DEMON FUZZ - Afreaka! (1970)
Par LE KINGBEE le 16 Mars 2021          Consultée 1646 fois

En premier lieu, saluons la curiosité de deux lecteurs passés par la boîte à demande du site. Serait-ce un manque de vigilance, mais ces demandes étaient demeurées sans la moindre réponse de notre part.

Second préambule, cette chronique ne provient pas du vinyle édité par Dawn en 1970, mais d’une réédition Janus de 2004. On ne trouve en ce moment le pressage d’origine que dans des conventions ou des salons dédiés aux collectionneurs. Actuellement, alors que le monde semble toujours en crise et que de nombreux propriétaires de disques cherchent à faire fructifier leurs bas de laine, "Afreaka!" n’est même pas disponible sur les gros sites de ventes et de négociations en VPC. La dernière fois que j’ai aperçu le pressage Dawn lors d'une convention, il était réservé à un collectionneur hollandais pour la modique somme de 1300 €.
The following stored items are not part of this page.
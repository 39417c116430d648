//! API Module
//!
//! The caching proxy surface and its control endpoints.
//!
//! # Endpoints
//! - `POST /__sw/message` - Deliver a control message
//! - `POST /__sw/update` - Install/activate the configured version
//! - `GET /__sw/status` - Worker versions and cache generations
//! - `GET /__sw/health` - Health check endpoint
//! - everything else - Proxied through the active worker

pub mod handlers;
pub mod routes;

pub use handlers::*;
pub use routes::create_router;
//! Cache Module
//!
//! Versioned cache generations: request keys, stored responses, the
//! per-generation store and the storage that names generations.

mod key;
mod stats;
mod storage;
mod store;


// Re-export public types
pub use key::RequestKey;
pub use stats::CacheStats;
pub use storage::{CacheStorage, MemoryCacheStorage};
pub use store::{CacheGeneration, GenerationHandle};
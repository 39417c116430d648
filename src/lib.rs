//! Tingyuun Worker - An offline-first caching proxy for a static site
//!
//! Versioned cache generations, asset pre-caching on install, stale
//! generation cleanup on activate, and per-request-class caching policies
//! (cache-first, network-first, stale-while-revalidate).

pub mod api;
pub mod cache;
pub mod config;
pub mod error;
pub mod fetch;
pub mod lifecycle;
pub mod manifest;
pub mod models;
pub mod registration;
pub mod registry;
pub mod router;
pub mod strategy;
pub mod tasks;
pub mod worker;

pub use api::{create_router, AppState};
pub use config::Config;
pub use error::{Result, WorkerError};
pub use registration::{RegisterOutcome, Registration};
pub use worker::{ServiceWorker, WorkerSettings};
Etudions d’abord cette pochette qui pendant longtemps a mis certains auditeurs mal à l’aise. On y voit le haut du corps d’un homme torse nu, affublé d’un masque comme on en voit dans la lucha libre. Mais au contraire des masques de Lucha Libre évoquant bien souvent un personnage historique, un dieu, un animal ou tout simplement une figure du folklore mexicain, la représentation de ce masque renvoie aussi à une interprétation de style bondage que certains trouveront plus ou moins malsaine ou inquiétante. Et puis, que vient faire ce mec masqué sur cette pochette ? Faut-il voir ici une connotation avec le norteño, la pirekua, la ranchera et autres domaines issus de la tradition Tex Mex ? Certains feront peut-être un rapprochement avec le film "Huit millimètres" avec Peter Stormare et James Gandolfini, savoureux seconds rôles.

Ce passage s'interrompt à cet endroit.